## EXERCISE INSTRUCTIONS
Only lines with the string "distance" are wanted. Pull them out of the data.

## INFORMATION SHOWN

----

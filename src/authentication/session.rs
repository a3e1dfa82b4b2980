use reqwest::header::{AUTHORIZATION, CONTENT_TYPE, HeaderMap, HeaderValue, InvalidHeaderValue};
use secrecy::{ExposeSecret, Secret};

/// Authenticated context for a run of checks.
///
/// Holds the bearer token and the default headers derived from it. Every
/// request that should be authenticated is handed the session explicitly.
#[derive(Clone, Debug)]
pub struct Session {
    token: Secret<String>,
    authorization: HeaderValue,
}

impl Session {
    pub fn from_token(token: impl Into<String>) -> Result<Self, InvalidHeaderValue> {
        let token = token.into();
        let mut authorization = HeaderValue::from_str(&format!("Bearer {}", token))?;
        authorization.set_sensitive(true);
        Ok(Self {
            token: Secret::new(token),
            authorization,
        })
    }

    pub fn token(&self) -> &Secret<String> {
        &self.token
    }

    /// `Authorization: Bearer <token>` and `Content-Type: application/json`.
    pub fn headers(&self) -> HeaderMap {
        let mut headers = HeaderMap::with_capacity(2);
        headers.insert(AUTHORIZATION, self.authorization.clone());
        headers.insert(CONTENT_TYPE, HeaderValue::from_static("application/json"));
        headers
    }

    /// A copy whose token has been altered, for rejection checks.
    pub fn tampered(&self) -> Result<Self, InvalidHeaderValue> {
        Self::from_token(format!("{}abc", self.token.expose_secret()))
    }
}

/// Whether `token` has the `header.payload.signature` shape of a JWT.
pub fn looks_like_jwt(token: &str) -> bool {
    let segments: Vec<&str> = token.split('.').collect();
    segments.len() == 3
        && segments.iter().all(|segment| {
            !segment.is_empty()
                && segment
                    .chars()
                    .all(|c| c.is_ascii_alphanumeric() || c == '-' || c == '_')
        })
}
#[cfg(test)]
mod tests {
    use super::*;
    use crate::consts::SIM_DT;
    use crate::sim::scratch::FrameScratch;

    fn solver() -> RopeSolver {
        let mut rope = RopeSolver::default();
        rope.gravity = 0.0;
        rope.segment_length = 8.0;
        rope.max_nodes = 24;
        rope
    }

    fn open_grid() -> TileGrid {
        TileGrid::new(40, 40, Vec2::splat(-320.0))
    }

    #[test]
    fn test_taut_chain_stays_colinear() {
        let grid = open_grid();
        let mut scratch = FrameScratch::new(1024);
        let mut rope = solver();

        assert!(rope.attach(Vec2::ZERO, Vec2::new(32.0, 0.0)));
        assert_eq!(rope.nodes().len(), 5);
        for _ in 0..10 {
            let mut scope = scratch.scope();
            rope.update(SIM_DT, &grid, Vec2::ZERO, &mut scope);
        }

        for (i, node) in rope.nodes().iter().enumerate() {
            assert!(node.pos.y.abs() < 1e-4);
            assert!((node.pos.x - 8.0 * i as f32).abs() < 1e-3);
        }
        for pair in rope.nodes().windows(2) {
            assert!((pair[0].pos.distance(pair[1].pos) - 8.0).abs() < 1e-3);
        }
        assert_eq!(rope.tension(), Vec2::ZERO);
    }

    #[test]
    fn test_slack_chain_sags_to_rest_length() {
        let grid = open_grid();
        let mut scratch = FrameScratch::new(1024);
        let mut rope = solver();
        rope.gravity = 900.0;
        rope.damping = 0.9;
        rope.iterations = 8;

        assert!(rope.attach(Vec2::ZERO, Vec2::new(20.0, 0.0)));
        assert_eq!(rope.nodes().len(), 4);
        for _ in 0..300 {
            let mut scope = scratch.scope();
            rope.update(SIM_DT, &grid, Vec2::ZERO, &mut scope);
        }

        // Hangs below the line between the pins with links at rest length
        assert!(rope.nodes()[1].pos.y > 1.0);
        for pair in rope.nodes().windows(2) {
            let len = pair[0].pos.distance(pair[1].pos);
            assert!((len - 8.0).abs() < 0.3, "link length {}", len);
        }
    }

    #[test]
    fn test_stretched_chain_pulls_hero_toward_anchor() {
        let grid = open_grid();
        let mut scratch = FrameScratch::new(1024);
        let mut rope = solver();
        assert!(rope.attach(Vec2::ZERO, Vec2::new(32.0, 0.0)));

        let mut scope = scratch.scope();
        let pull = rope.update(SIM_DT, &grid, Vec2::new(-16.0, 0.0), &mut scope);
        assert!(pull.x > 0.0);
        assert!(pull.y.abs() < 1e-4);
        assert!(pull.length() <= rope.max_tension + 1e-3);
        assert_eq!(rope.tension(), pull);
    }

    #[test]
    fn test_tension_capped() {
        let grid = open_grid();
        let mut scratch = FrameScratch::new(1024);
        let mut rope = solver();
        rope.max_tension = 10.0;
        assert!(rope.attach(Vec2::ZERO, Vec2::new(32.0, 0.0)));

        let mut scope = scratch.scope();
        let pull = rope.update(SIM_DT, &grid, Vec2::new(-200.0, 0.0), &mut scope);
        assert!((pull.length() - 10.0).abs() < 1e-3);
    }

    #[test]
    fn test_over_long_cast_rejected() {
        let mut rope = solver();
        assert!(rope.start(Vec2::ZERO, Vec2::X));
        assert!(!rope.attach(Vec2::ZERO, Vec2::new(400.0, 0.0)));
        assert_eq!(rope.state(), HookState::Idle);
        assert!(rope.nodes().is_empty());
    }

    #[test]
    fn test_start_only_from_idle_with_direction() {
        let mut rope = solver();
        assert!(!rope.start(Vec2::ZERO, Vec2::ZERO));
        assert!(rope.start(Vec2::ZERO, Vec2::new(3.0, 4.0)));
        assert_eq!(rope.state(), HookState::Shooting);
        assert!(!rope.start(Vec2::ZERO, Vec2::X));

        rope.cancel();
        assert_eq!(rope.state(), HookState::Idle);
    }

    #[test]
    fn test_hook_flies_into_wall_and_attaches() {
        let grid = TileGrid::from_ascii(&["........#", "........#", "........#"], Vec2::ZERO);
        let mut scratch = FrameScratch::new(1024);
        let mut rope = solver();
        let hero = Vec2::new(8.0, 24.0);
        assert!(rope.start(hero, Vec2::X));

        for _ in 0..30 {
            let mut scope = scratch.scope();
            rope.update(SIM_DT, &grid, hero, &mut scope);
            if rope.state() != HookState::Shooting {
                break;
            }
        }

        assert_eq!(rope.state(), HookState::Attached);
        let anchor = rope.anchor().unwrap();
        assert!(anchor.x >= 128.0 && anchor.x < 136.0);
        // 120 units of chain at 8 per link
        assert!((16..=17).contains(&rope.nodes().len()));
        assert!(rope.nodes()[0].pinned && rope.nodes().last().unwrap().pinned);
    }

    #[test]
    fn test_hook_misses_beyond_reach() {
        let grid = TileGrid::new(40, 4, Vec2::ZERO);
        let mut scratch = FrameScratch::new(1024);
        let mut rope = solver();
        let hero = Vec2::new(8.0, 24.0);
        assert!(rope.start(hero, Vec2::X));

        for _ in 0..60 {
            let mut scope = scratch.scope();
            rope.update(SIM_DT, &grid, hero, &mut scope);
        }
        assert_eq!(rope.state(), HookState::Idle);
    }

    #[test]
    fn test_retraction_returns_to_idle() {
        let grid = open_grid();
        let mut scratch = FrameScratch::new(1024);
        let mut rope = solver();
        assert!(rope.attach(Vec2::ZERO, Vec2::new(32.0, 0.0)));

        rope.cancel();
        assert_eq!(rope.state(), HookState::Retracting);
        for expected in [4, 3, 2] {
            let mut scope = scratch.scope();
            rope.update(SIM_DT, &grid, Vec2::ZERO, &mut scope);
            assert_eq!(rope.nodes().len(), expected);
            assert_eq!(rope.state(), HookState::Retracting);
        }
        let mut scope = scratch.scope();
        rope.update(SIM_DT, &grid, Vec2::ZERO, &mut scope);
        assert_eq!(rope.state(), HookState::Idle);
        assert!(rope.nodes().is_empty());
    }

    #[test]
    fn test_nodes_pushed_out_of_tiles() {
        let grid = TileGrid::from_ascii(&["..#..", "....."], Vec2::ZERO);
        let mut scratch = FrameScratch::new(1024);
        let mut rope = solver();
        let hero = Vec2::new(8.0, 8.0);
        assert!(rope.attach(hero, Vec2::new(72.0, 8.0)));
        assert!(rope.nodes().iter().any(|n| grid.point_solid(n.pos)));

        let mut scope = scratch.scope();
        rope.update(SIM_DT, &grid, hero, &mut scope);
        for node in rope.nodes() {
            assert!(!grid.point_solid(node.pos), "node stuck at {:?}", node.pos);
        }
    }

    #[test]
    fn test_push_out_prefers_shallow_free_face() {
        let grid = TileGrid::from_ascii(&["....", ".##.", "...."], Vec2::ZERO);
        // Just inside the top face of the left block
        let p = push_out(&grid, Vec2::new(20.0, 17.0)).unwrap();
        assert!((p.y - (16.0 - PUSH_MARGIN)).abs() < 1e-4);
        // Right face is shallower but leads into the neighbouring block
        let p = push_out(&grid, Vec2::new(30.0, 24.0)).unwrap();
        assert!(p.x < 16.0 || p.y < 16.0 || p.y > 32.0);
        assert!(!grid.point_solid(p));
    }
}
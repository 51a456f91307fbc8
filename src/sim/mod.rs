//! Deterministic simulation module
//!
//! All physics lives here. This module must be pure and deterministic:
//! - Fixed timestep only
//! - Stable iteration order (dense registry order)
//! - No allocation in the tick beyond the frame scratch arena
//! - No rendering or platform dependencies

pub mod aabb;
pub mod collision;
pub mod mover;
pub mod registry;
pub mod rope;
pub mod scratch;
pub mod state;
pub mod tick;
pub mod tile;

pub use aabb::Aabb;
pub use collision::{
    CollisionQuery, CollisionResult, Ground, Solid, Support, Sweep, query_with_solids,
};
pub use mover::{Actor, ActorFlags, ActorMover, StepReport, gather_candidates};
pub use registry::{ObjectHandle, ObjectRegistry};
pub use rope::{HookState, RopeNode, RopeSolver};
pub use scratch::{FrameScratch, ScratchError, ScratchScope};
pub use state::{HERO_HALF_EXTENTS, SimContext};
pub use tick::{FixedStep, TickInput, TickReport, tick};
pub use tile::{Cell, TileGrid, TileKind};
//! Hookshot - deterministic physics core for a tile-based action platformer
//!
//! Core modules:
//! - `sim`: Deterministic simulation (tiles, collision, movement, rope, scratch)
//! - `platform`: Handheld/desktop-simulator backend abstraction
//! - `settings`: Data-driven physics tuning

pub mod platform;
pub mod settings;
pub mod sim;

pub use settings::{PhysicsSettings, Profile, SettingsError};

use glam::Vec2;

/// Simulation configuration constants
pub mod consts {
    /// Fixed simulation timestep (60 Hz, matches the handheld refresh)
    pub const SIM_DT: f32 = 1.0 / 60.0;
    /// Maximum ticks run per host frame to prevent spiral of death
    pub const MAX_SUBSTEPS: u32 = 4;
    /// Host frame time clamp (seconds)
    pub const MAX_FRAME_TIME: f32 = 0.1;

    /// Tile edge length in world units
    pub const TILE_SIZE: f32 = 16.0;

    /// Hero collision box (half extents)
    pub const HERO_HALF_WIDTH: f32 = 6.0;
    pub const HERO_HALF_HEIGHT: f32 = 8.0;

    /// Floating point slack for contact tests
    pub const CONTACT_EPSILON: f32 = 1.0e-3;
}

/// Move `current` toward `target` by at most `max_delta`
#[inline]
pub fn approach(current: f32, target: f32, max_delta: f32) -> f32 {
    if current < target {
        (current + max_delta).min(target)
    } else {
        (current - max_delta).max(target)
    }
}

/// Clamp a vector's length to `max_len` (zero-safe)
#[inline]
pub fn clamp_length(v: Vec2, max_len: f32) -> Vec2 {
    let len_sq = v.length_squared();
    if len_sq > max_len * max_len && len_sq > 0.0 {
        v * (max_len / len_sq.sqrt())
    } else {
        v
    }
}

#[cfg(test)]
mod tests {
    use super::*;

    #[test]
    fn test_approach_clamps_to_target() {
        assert_eq!(approach(0.0, 10.0, 3.0), 3.0);
        assert_eq!(approach(9.0, 10.0, 3.0), 10.0);
        assert_eq!(approach(5.0, -5.0, 20.0), -5.0);
    }

    #[test]
    fn test_clamp_length() {
        let v = clamp_length(Vec2::new(30.0, 40.0), 10.0);
        assert!((v.length() - 10.0).abs() < 1e-4);
        assert_eq!(clamp_length(Vec2::ZERO, 1.0), Vec2::ZERO);
        assert_eq!(clamp_length(Vec2::new(1.0, 0.0), 5.0), Vec2::new(1.0, 0.0));
    }
}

----

## SOLUTION FOR THIS PROBLEM
            assert!((pair[0].pos.distance(pair[1].pos) - 8.0).abs() < 1e-3);
            let len = pair[0].pos.distance(pair[1].pos);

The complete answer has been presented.